Taralabs cables

The power figure derived by the above calculation represents the minimum amount of RMS power needed to reproduce an orchestral crescendo at its original measured sound pressure. The figure will apply as a total power requirement for both channels of a stereo system, but it will not apply for a monophonic system, because mono sound of a certain measured pressure level does not sound as loud as the same level when the reproduction is stereophonic. This means that, in order to reproduce monophonic material at the subjective level encountered in the concert hall, we need more power than would be indicated on the basis of sound level meter computations.
How much more is a moot point, because the disparity between stereo and mono power requirements varies with the program material, the way it was microphoned, and the acoustics of the listening room. It usually works out to about a 1–2dB difference, which seems negligible until we remember that it takes double the power to raise the listening level by a mere 3dB. To cope with a 2dB increase, we must up our original power estimate by a factor of about 1.6. Hence, if our original figure came out to 4 watts, we would have to multiply this by 1.6 to get our power requirement for monophonic listening, and this would come out to 6.4 watts for the 10%-efficient speaker.

The formula that we described for arriving at our minimum RMS power figure assumed that the loudspeaker radiated its sound in all directions away from the source. In truth, some speakers don't. The best loudspeakers for small-room listening are direct-radiator types, simply because they do radiate the sound over a broad area. But horns. which usually behave best in very large rooms, tend to direct most of their output forward, so a higher proportion of the radiated sound goes directly toward the listener. This would tend to reduce the power requirement even more for a horn-loaded system, but the high efficiency of the average horn puts its power requirement so low to begin with that it is pointless to quibble over an extra watt or two, even though this may represent a doubling or halving of the computed figure.
An orchestral crescendo, or a full choral passage, contains transients that are fully 10dB higher than the average volume of the sound, as measured by a sound level meter. A 10dB increase in level represents a 10-fold increase in power, so how can we possibly hope to cope with this sort of thing? Fortunately, we don't have to. Recording studios and broadcast stations use peak limiters to keep these huge transients out of the received signal, and tape recorders have their own built-in limiting action. Transients are high- frequency phenomena, and tape will saturate instantly if a strong treble impulse is fed to it. The result is a shearing-off of the peak, and if the overload doesn't last too long, this won't cause any more audible disturbance than a good peak limiter.

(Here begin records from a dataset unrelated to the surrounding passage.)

/// Binary arithmetic shared by the opcodes and the native procedures.
///
/// Integers stay exact (overflow is an error); anything involving a float
/// is computed in floating point. `/` of integers is exact when it divides
/// evenly. `modulo` takes the sign of the divisor, `remainder` of the dividend.
pub(crate) fn arith(op: OpCode, a: &Value, b: &Value) -> Result<Value, Error> {
    match (coerce(a)?, coerce(b)?) {
        (Number::Integer(x), Number::Integer(y)) => integer_arith(op, x, y),
        (x, y) => Ok(Value::Float(float_arith(op, x.as_f64(), y.as_f64()))),
    }
}

fn integer_arith(op: OpCode, x: i64, y: i64) -> Result<Value, Error> {
    if y == 0 && matches!(op, OpCode::Div | OpCode::Mod | OpCode::Rem) {
        return Err(Error::runtime("division by zero"));
    }
    let result = match op {
        OpCode::Add => x.checked_add(y),
        OpCode::Sub => x.checked_sub(y),
        OpCode::Mul => x.checked_mul(y),
        OpCode::Div if x.wrapping_rem(y) != 0 => return Ok(Value::Float(x as f64 / y as f64)),
        OpCode::Div => x.checked_div(y),
        OpCode::Mod => {
            let r = x.wrapping_rem(y);
            Some(if r != 0 && (r < 0) != (y < 0) { r + y } else { r })
        }
        OpCode::Rem => Some(x.wrapping_rem(y)),
        other => panic!("{} is not an arithmetic opcode", other.mnemonic()),
    };
    result
        .map(Value::Integer)
        .ok_or_else(|| Error::runtime(format!("integer overflow in {}", op.mnemonic())))
}

fn float_arith(op: OpCode, x: f64, y: f64) -> f64 {
    match op {
        OpCode::Add => x + y,
        OpCode::Sub => x - y,
        OpCode::Mul => x * y,
        OpCode::Div => x / y,
        OpCode::Mod => {
            let r = x % y;
            if r != 0.0 && (r < 0.0) != (y < 0.0) { r + y } else { r }
        }
        OpCode::Rem => x % y,
        other => panic!("{} is not an arithmetic opcode", other.mnemonic()),
    }
}

pub(crate) fn negate(value: &Value) -> Result<Value, Error> {
    match coerce(value)? {
        Number::Integer(n) => n
            .checked_neg()
            .map(Value::Integer)
            .ok_or_else(|| Error::runtime("integer overflow in UNM")),
        Number::Float(x) => Ok(Value::Float(-x)),
    }
}

/// `EQ` is `eqv?`; `EQNUM`, `LT` and `LE` compare numbers (and numeric strings)
pub(crate) fn compare(op: OpCode, a: &Value, b: &Value) -> Result<bool, Error> {
    if op == OpCode::Eq {
        return Ok(a.eqv(b));
    }
    let ordering = match (coerce(a)?, coerce(b)?) {
        (Number::Integer(x), Number::Integer(y)) => Some(x.cmp(&y)),
        (x, y) => x.as_f64().partial_cmp(&y.as_f64()),
    };
    Ok(match op {
        OpCode::NumEq => ordering.is_some_and(|o| o.is_eq()),
        OpCode::Lt => ordering.is_some_and(|o| o.is_lt()),
        OpCode::Le => ordering.is_some_and(|o| o.is_le()),
        other => panic!("{} is not a comparison opcode", other.mnemonic()),
    })
}
impl<'g> ScopeChain<'g> {
    pub fn new(globals: &'g GlobalEnvironment) -> Self {
        ScopeChain {
            globals,
            scopes: Vec::new(),
        }
    }

    pub fn push_scope(&mut self) {
        self.scopes.push(Environment::new());
    }

    /// Finish the innermost scope
    pub fn pop_scope(&mut self) -> Environment {
        match self.scopes.pop() {
            Some(scope) => scope,
            None => panic!("scope chain underflow: pop without matching push"),
        }
    }

    /// Number of live scopes; 1 while expanding top-level forms
    pub fn depth(&self) -> usize {
        self.scopes.len()
    }

    pub fn is_top_level(&self) -> bool {
        self.scopes.len() == 1
    }

    pub fn current(&self) -> &Environment {
        match self.scopes.last() {
            Some(scope) => scope,
            None => panic!("scope chain is empty"),
        }
    }

    pub fn current_mut(&mut self) -> &mut Environment {
        match self.scopes.last_mut() {
            Some(scope) => scope,
            None => panic!("scope chain is empty"),
        }
    }

    /// The primitive `name` denotes, if no scope shadows it. Never binds anything.
    pub fn primitive(&self, name: &str) -> Option<Primitive> {
        for scope in self.scopes.iter().rev() {
            if let Some(binding) = scope.lookup(name) {
                return match binding.kind {
                    BindingKind::Primitive(primitive) => Some(primitive),
                    _ => None,
                };
            }
        }
        self.globals.primitive(name)
    }

    /// The primitive `name` denotes in the global environment, ignoring every scope
    pub fn global_primitive(&self, name: &str) -> Option<Primitive> {
        self.globals.primitive(name)
    }

    /// Define (once) a global binding for `name` in the current scope
    pub fn bind_global(&mut self, name: &Rc<str>) -> Result<usize, Error> {
        let current = self.current_mut();
        if let Some(binding) = current.lookup(name) {
            return match binding.kind {
                BindingKind::Global => Ok(binding.slot),
                _ => Err(SyntaxError::new(
                    SyntaxErrorKind::InvalidSyntax,
                    format!("`{name}` is already bound locally in this scope"),
                )
                .into()),
            };
        }
        Ok(current.define(name, BindingKind::Global, None)?.slot)
    }

    /// Resolve an identifier, recording any global or upvalue bindings needed
    pub fn resolve(&mut self, name: &Rc<str>) -> Result<Resolution, Error> {
        let innermost = self.scopes.len() - 1;
        let found = self
            .scopes
            .iter()
            .enumerate()
            .rev()
            .find_map(|(depth, scope)| scope.lookup(name).map(|b| (depth, b.kind.clone(), b.slot)));

        let Some((depth, kind, slot)) = found else {
            if let Some(primitive) = self.globals.primitive(name) {
                return Ok(Resolution::Primitive(primitive));
            }
            return Ok(Resolution::Global {
                slot: self.bind_global(name)?,
            });
        };

        match kind {
            BindingKind::Primitive(primitive) => Ok(Resolution::Primitive(primitive)),
            BindingKind::Global if depth == innermost => Ok(Resolution::Global { slot }),
            BindingKind::Global => Ok(Resolution::Global {
                slot: self.bind_global(name)?,
            }),
            BindingKind::Argument { register, .. } | BindingKind::Local { register }
                if depth == innermost =>
            {
                Ok(Resolution::Local { register, slot })
            }
            BindingKind::UpValue { .. } if depth == innermost => Ok(Resolution::UpValue { slot }),
            BindingKind::Argument { register, .. } | BindingKind::Local { register } => {
                self.thread_upvalue(name, depth, depth, register)
            }
            BindingKind::UpValue { distance, register } => {
                let owner = depth.checked_sub(usize::from(distance)).unwrap_or_else(|| {
                    panic!("upvalue `{name}` reaches past the outermost scope")
                });
                self.thread_upvalue(name, depth, owner, register)
            }
        }
    }

    /// Record `name` as an upvalue in every scope after `found_at`, up to the
    /// current one, pointing at `register` in the frame of scope `owner`.
    fn thread_upvalue(
        &mut self,
        name: &Rc<str>,
        found_at: usize,
        owner: usize,
        register: u8,
    ) -> Result<Resolution, Error> {
        let mut slot = 0;
        for depth in found_at + 1..self.scopes.len() {
            let distance = u8::try_from(depth - owner).map_err(|_| {
                Error::Compile(format!("`{name}` is captured across too many scopes"))
            })?;
            slot = self.scopes[depth]
                .define(name, BindingKind::UpValue { distance, register }, None)?
                .slot;
        }
        Ok(Resolution::UpValue { slot })
    }
}
use rustyline::DefaultEditor;
use rustyline::error::ReadlineError;
use schemex::{Engine, Error, SyntaxErrorKind, Value};
use std::panic;
use std::process;
use tracing_subscriber::EnvFilter;

fn main() {
    // RUST_LOG=schemex=trace shows compile and call events on stderr
    if let Ok(filter) = EnvFilter::try_from_default_env() {
        tracing_subscriber::fmt()
            .with_env_filter(filter)
            .with_target(false)
            .with_writer(std::io::stderr)
            .init();
    }

    let result = panic::catch_unwind(|| {
        run_repl();
    });

    if let Err(panic_info) = result {
        eprintln!("The REPL encountered an unexpected error and must exit.");

        if let Some(msg) = panic_info.downcast_ref::<&str>() {
            eprintln!("Error: {msg}");
        } else if let Some(msg) = panic_info.downcast_ref::<String>() {
            eprintln!("Error: {msg}");
        } else {
            eprintln!("Error: Unknown panic occurred");
        }

        process::exit(1);
    }
}

fn is_incomplete(error: &Error) -> bool {
    matches!(error, Error::Syntax(e) if e.kind == SyntaxErrorKind::Incomplete)
}

fn run_repl() {
    println!("schemex - Scheme compiled to register bytecode");
    println!("Enter forms like: (define (square x) (* x x))");
    println!("Type :help for more commands, or Ctrl+D to exit.");
    println!();

    let mut rl = match DefaultEditor::new() {
        Ok(rl) => rl,
        Err(e) => {
            eprintln!("Could not initialize REPL: {e}");
            return;
        }
    };
    let engine = Engine::new();
    let mut pending = String::new();

    loop {
        let prompt = if pending.is_empty() { "schemex> " } else { "     ... " };
        match rl.readline(prompt) {
            Ok(line) => {
                if pending.is_empty() {
                    let trimmed = line.trim();
                    if trimmed.is_empty() {
                        continue;
                    }
                    let _ = rl.add_history_entry(trimmed);

                    match trimmed.split_once(' ').unwrap_or((trimmed, "")) {
                        (":help", _) => {
                            print_help();
                            continue;
                        }
                        (":env", _) => {
                            print_environment(&engine);
                            continue;
                        }
                        (":dis", source) => {
                            match engine.compile(source, "<repl>") {
                                Ok(template) => print!("{template}"),
                                Err(e) => println!("Error: {e}"),
                            }
                            continue;
                        }
                        (":quit" | ":exit", _) => {
                            println!("Goodbye!");
                            break;
                        }
                        _ => {}
                    }
                } else {
                    let _ = rl.add_history_entry(line.trim());
                }

                pending.push_str(&line);
                pending.push('\n');

                // keep reading while brackets or strings are still open
                let template = match engine.compile(&pending, "<repl>") {
                    Err(e) if is_incomplete(&e) => continue,
                    other => {
                        pending.clear();
                        other
                    }
                };

                match template.and_then(|template| engine.execute(&template)) {
                    Ok(Value::Unspecified) => {}
                    Ok(result) => println!("{result}"),
                    Err(e) => println!("Error: {e}"),
                }
            }

            Err(ReadlineError::Interrupted) if !pending.is_empty() => {
                pending.clear();
            }
            Err(ReadlineError::Eof) | Err(ReadlineError::Interrupted) => {
                println!("Goodbye!");
                break;
            }
            Err(err) => {
                println!("Error: {err:?}");
                break;
            }
        }
    }
}

fn print_help() {
    println!("schemex REPL:");
    println!("  :help        - Show this help message");
    println!("  :env         - Show global bindings");
    println!("  :dis <expr>  - Show the bytecode compiled for <expr>");
    println!("  :quit        - Exit the interpreter");
    println!("  Ctrl+C       - Abandon a multi-line form");
    println!();
    println!("Language:");
    println!("  Literals: 42, -1.5, #t, #\\a, \"text\", :keyword, #(1 2), '(a b)");
    println!("  Forms: define, set!, lambda, named-lambda, if, cond, when, unless,");
    println!("         let, let*, letrec, named let, begin, and, or, quasiquote");
    println!("  Parameters: (a b &optional (c 1) &rest r &key (k 2))");
    println!();
    println!("Examples:");
    println!("  (define (fact n) (if (< n 2) 1 (* n (fact (- n 1)))))");
    println!("  (fact 10)");
    println!("  :dis (lambda (x) (+ x 1))");
    println!();
}

fn print_environment(engine: &Engine) {
    let bindings = engine.namespace().bindings();

    if bindings.is_empty() {
        println!("Namespace is empty.");
        return;
    }

    println!("Global bindings ({} total):", bindings.len());
    println!();

    let mut natives = Vec::new();
    let mut user_defined = Vec::new();

    for (name, value) in bindings {
        match value {
            Value::Native(_) => natives.push(name),
            _ => user_defined.push((name, value)),
        }
    }

    if !natives.is_empty() {
        println!("Native procedures ({}):", natives.len());
        let mut col = 0;
        for name in natives {
            print!("  {name:<15}");
            col += 1;
            if col % 4 == 0 {
                println!();
            }
        }
        if col % 4 != 0 {
            println!();
        }
        println!();
    }

    if !user_defined.is_empty() {
        println!("User-defined values ({}):", user_defined.len());
        for (name, value) in user_defined {
            println!("  {name} = {value}");
        }
    }
}
//! CSV decision log: one row per processed bar.

use std::fs::File;
use std::io::Write;
use std::path::Path;

use crate::adapters::csv_adapter::TIMESTAMP_FORMAT;
use crate::domain::engine::{BarOutcome, BarReport};
use crate::domain::error::EngineError;
use crate::ports::report_port::ReportPort;

const HEADER: [&str; 11] = [
    "symbol",
    "timestamp",
    "signal",
    "outcome",
    "direction",
    "quantity",
    "limit_price",
    "initial_stop",
    "target",
    "order_id",
    "error",
];

pub struct CsvReportAdapter<W: Write> {
    writer: csv::Writer<W>,
    rows: usize,
}

fn write_error(e: impl std::fmt::Display) -> EngineError {
    EngineError::Io(format!("failed to write report: {e}"))
}

impl CsvReportAdapter<File> {
    pub fn create<P: AsRef<Path>>(path: P) -> Result<Self, EngineError> {
        let file = File::create(path.as_ref()).map_err(|e| {
            EngineError::Io(format!("failed to create {}: {e}", path.as_ref().display()))
        })?;
        Self::new(file)
    }
}

impl<W: Write> CsvReportAdapter<W> {
    pub fn new(inner: W) -> Result<Self, EngineError> {
        let mut writer = csv::Writer::from_writer(inner);
        writer.write_record(HEADER).map_err(write_error)?;
        Ok(Self { writer, rows: 0 })
    }

    pub fn rows(&self) -> usize {
        self.rows
    }

    /// Flushes and hands back the underlying writer.
    pub fn into_inner(self) -> Result<W, EngineError> {
        self.writer.into_inner().map_err(write_error)
    }
}

impl<W: Write> ReportPort for CsvReportAdapter<W> {
    fn record(&mut self, report: &BarReport) -> Result<(), EngineError> {
        let intent = report.outcome.intent();
        let order_id = match &report.outcome {
            BarOutcome::Submitted { order_id, .. } => order_id.to_string(),
            _ => String::new(),
        };
        let row = [
            report.symbol.clone(),
            report.timestamp.format(TIMESTAMP_FORMAT).to_string(),
            report.signal.map(|s| s.to_string()).unwrap_or_default(),
            report.outcome.label().to_string(),
            intent.map(|i| i.direction.to_string()).unwrap_or_default(),
            intent.map(|i| i.quantity.to_string()).unwrap_or_default(),
            intent.map(|i| i.limit_price.to_string()).unwrap_or_default(),
            intent.map(|i| i.initial_stop.to_string()).unwrap_or_default(),
            intent.map(|i| i.target.to_string()).unwrap_or_default(),
            order_id,
            report
                .outcome
                .error()
                .map(|e| e.to_string())
                .unwrap_or_default(),
        ];
        self.writer.write_record(&row).map_err(write_error)?;
        self.rows += 1;
        Ok(())
    }

    fn finish(&mut self) -> Result<(), EngineError> {
        self.writer.flush().map_err(write_error)
    }
}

Thus far, we have fairly well established the power that we must have in order to avoid outright overload when reproducing original orchestral level through a speaker of known efficiency. But it is not all the power we should have on hand, because there’s more to fidelity than just reproducing sound at the proper volume.
Anyone who has perused an amplifier’s power-vs-distortion curve will have noticed that distortion rises gradually with output until just below the overload point, beyond which the distortion skyrockets. This is one reason why a high-powered amplifier is likely to sound better than a low-powered one even at every low power levels. They may both be operating at well below their overload point, but the fact that the high-powered one is running at 1/10 of full power when the other is at 8/10 of full power will mean that the former is contributing less distortion at all times  and this will generally show up as cleaner, more "comfortable" sound.

There's a second reason why high-powered amplifiers should outperform low-powered ones, even at low output levels. It is customary to equip an amplifier with an output transformer that is no larger than it has to be in order to yield full rated power in the middle range. The British are still making low-powered amplifiers with substantial output transformers, but the prevailing attitude in the US seems to be that the low-powered amplifier is sort of a stopgap component, to tide the buyer over until he can afford to purchase something good. There is rarely any attempt to design a really good low-powered amplifier. As a result, the typical 10-watter, even though it may well meet its rated power at 1kHz, is severely limited in power capability at both ends of the spectrum. The power loss is usually most severe at the low end, where there is often a great deal of energy in the audio signal, so the unit may only be able to deliver half, or less, of its rated power before the program material overloads it 

Even the biggest, costliest amplifiers exhibit this power loss at the frequency extremes, but in these, the losses don't usually start until well beyond the audible range.
Let's assume now that we have access to an amplifier's power response curve, and can see that it will deliver its full rated power to 20Hz. Is this any guarantee that it will sound the same, at low levels, as a high-powered unit? It is not.
Power response curves show the power levels at which different frequencies will generate the same 2% distortion at which the midband power is usually rated (fig.3). What they fail to show is distortion at less-than- maximum power levels. An amplifier that yields 2% distortion at full rated output may yield 0.2% at half power, or its distortion may never drop below 1% regardless of how little power we drive from it. And since we do most of our listening at power levels far below overload, the amplifier's minimum distortion, or "residual" distortion, is of considerable interest to us. Here, again, is where the typical low-powered job falls far short of its heftier ilk.